### Task
Which lines in the records below mention the word "could"? Copy each one out.

Collected data
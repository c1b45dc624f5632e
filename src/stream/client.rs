//! Stream connection manager.
//!
//! `StreamClient` owns the websocket lifecycle: connect, authenticate,
//! subscribe, listen, and reconnect with exponential backoff until stopped.
//! Inbound frames are handed to the [`Dispatcher`] on the listening task.

use std::future::Future;
use std::sync::atomic::{AtomicBool, Ordering};
use std::sync::{Arc, PoisonError, RwLock};
use std::thread;
use std::time::Duration;

use async_trait::async_trait;
use futures_util::{SinkExt, StreamExt};
use secrecy::{ExposeSecret, SecretString};
use serde_json::Value;
use thiserror::Error;
use tokio::time::Instant;
use tokio_tungstenite::tungstenite::{Error as WsError, Message};
use tokio_tungstenite::{connect_async, MaybeTlsStream, WebSocketStream};
use tokio_util::sync::CancellationToken;
use tracing::{debug, info, warn};

use crate::retry::{with_timeout, ReconnectBackoff};
use crate::stream::dispatch::Dispatcher;
use crate::stream::handlers::{invoke, CallbackRegistry, Category};
use crate::stream::proto::{ClientMessage, ServerMessage};
use crate::stream::subscription::{Subscription, SubscriptionState};

type WsStream = WebSocketStream<MaybeTlsStream<tokio::net::TcpStream>>;

/// Production websocket endpoint for the stream service.
pub const STREAM_ENDPOINT: &str = "wss://stream.tinkclaw.com";

#[derive(Clone, Copy, Debug, Eq, PartialEq)]
pub struct StreamDefaults;

impl StreamDefaults {
    pub const MIN_BACKOFF: Duration = Duration::from_secs(1);
    pub const MAX_BACKOFF: Duration = Duration::from_secs(60);
    pub const PING_INTERVAL: Duration = Duration::from_secs(30);
    pub const PING_TIMEOUT: Duration = Duration::from_secs(10);
    pub const REPLY_TIMEOUT: Duration = Duration::from_secs(10);
}

/// Connection and reconnect settings.
#[derive(Clone, Debug)]
pub struct StreamConfig {
    /// Websocket endpoint; [`STREAM_ENDPOINT`] when unset.
    pub endpoint: Option<String>,
    /// Whether to reconnect after a connectivity failure.
    pub reconnect: bool,
    /// First reconnect delay, restored after every successful authentication.
    pub min_backoff: Duration,
    /// Upper bound for reconnect delay growth.
    pub max_backoff: Duration,
    /// Interval between websocket pings while listening.
    pub ping_interval: Duration,
    /// How long to wait for any inbound frame after a ping.
    pub ping_timeout: Duration,
    /// Bound on connecting and on waiting for the auth and subscribe replies.
    pub reply_timeout: Duration,
}

impl Default for StreamConfig {
    fn default() -> Self {
        Self {
            endpoint: None,
            reconnect: true,
            min_backoff: StreamDefaults::MIN_BACKOFF,
            max_backoff: StreamDefaults::MAX_BACKOFF,
            ping_interval: StreamDefaults::PING_INTERVAL,
            ping_timeout: StreamDefaults::PING_TIMEOUT,
            reply_timeout: StreamDefaults::REPLY_TIMEOUT,
        }
    }
}

/// Short-lived stream token and the endpoint it is valid for.
#[derive(Clone, Debug)]
pub struct StreamCredentials {
    pub token: SecretString,
    pub endpoint: Option<String>,
}

/// Source of stream credentials, typically an authenticated REST exchange.
#[async_trait]
pub trait TokenProvider: Send + Sync {
    async fn stream_credentials(&self) -> Result<StreamCredentials, StreamClientError>;
}

/// Provider handing out fixed credentials.
#[derive(Clone, Debug)]
pub struct StaticTokenProvider {
    credentials: StreamCredentials,
}

impl StaticTokenProvider {
    pub fn new(token: SecretString) -> Self {
        Self {
            credentials: StreamCredentials {
                token,
                endpoint: None,
            },
        }
    }

    pub fn with_endpoint(mut self, endpoint: impl Into<String>) -> Self {
        self.credentials.endpoint = Some(endpoint.into());
        self
    }
}

#[async_trait]
impl TokenProvider for StaticTokenProvider {
    async fn stream_credentials(&self) -> Result<StreamCredentials, StreamClientError> {
        Ok(self.credentials.clone())
    }
}

/// Lifecycle phase of a [`StreamClient`].
#[derive(Clone, Copy, Debug, Eq, PartialEq)]
pub enum ConnectionState {
    Idle,
    Connecting,
    Authenticating,
    Subscribing,
    Listening,
    Disconnected,
}

/// Errors produced by stream transport and protocol handling.
#[derive(Debug, Error)]
pub enum StreamClientError {
    /// Websocket transport error.
    #[error("websocket error: {0}")]
    WebSocket(#[from] WsError),

    /// JSON serialization/deserialization error.
    #[error("json error: {0}")]
    Json(#[from] serde_json::Error),

    /// The server rejected the stream token. Never retried.
    #[error("authentication rejected: {0}")]
    Unauthorized(String),

    /// Unexpected reply or frame sequence.
    #[error("protocol error: {0}")]
    Protocol(String),

    /// A bounded wait elapsed.
    #[error("timed out waiting for {0}")]
    Timeout(&'static str),

    /// The server closed the connection.
    #[error("connection closed: {0}")]
    Closed(String),

    /// `start` was already called on this client.
    #[error("stream client was already started")]
    AlreadyStarted,

    /// The background worker could not be created.
    #[error("stream runtime error: {0}")]
    Runtime(#[from] std::io::Error),

    /// The background worker panicked.
    #[error("stream worker panicked")]
    WorkerPanicked,

    /// Credentials could not be obtained.
    #[error("token provider error: {0}")]
    TokenProvider(String),
}

impl StreamClientError {
    /// Whether the error must end the stream instead of triggering a reconnect.
    pub fn is_fatal(&self) -> bool {
        matches!(self, Self::Unauthorized(_))
    }
}

/// Realtime stream client.
///
/// Clones share subscription, callbacks, stop signal, and state, so a clone
/// can be used to [`stop`](Self::stop) or resubscribe a running stream.
#[derive(Clone)]
pub struct StreamClient {
    token: SecretString,
    config: StreamConfig,
    subscription: SubscriptionState,
    dispatcher: Dispatcher,
    shutdown: CancellationToken,
    started: Arc<AtomicBool>,
    state: Arc<RwLock<ConnectionState>>,
}
pub mod chat;
pub mod rules;
pub mod session;
pub mod timer;
pub mod utils;
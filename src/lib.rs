//! Two-player chess table served over websockets.
//!
//! Two connections take the white and black seats, everyone else watches.
//! The [`game::session::Table`] owns seats, the game, the turn clock and chat,
//! and lives inside the [`websocket::GameServer`] actor.

pub mod config;
pub mod error;
pub mod game;
pub mod models;
pub mod routes;
pub mod websocket;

### Task response
    /// The background worker could not be created.
    /// Credentials could not be obtained.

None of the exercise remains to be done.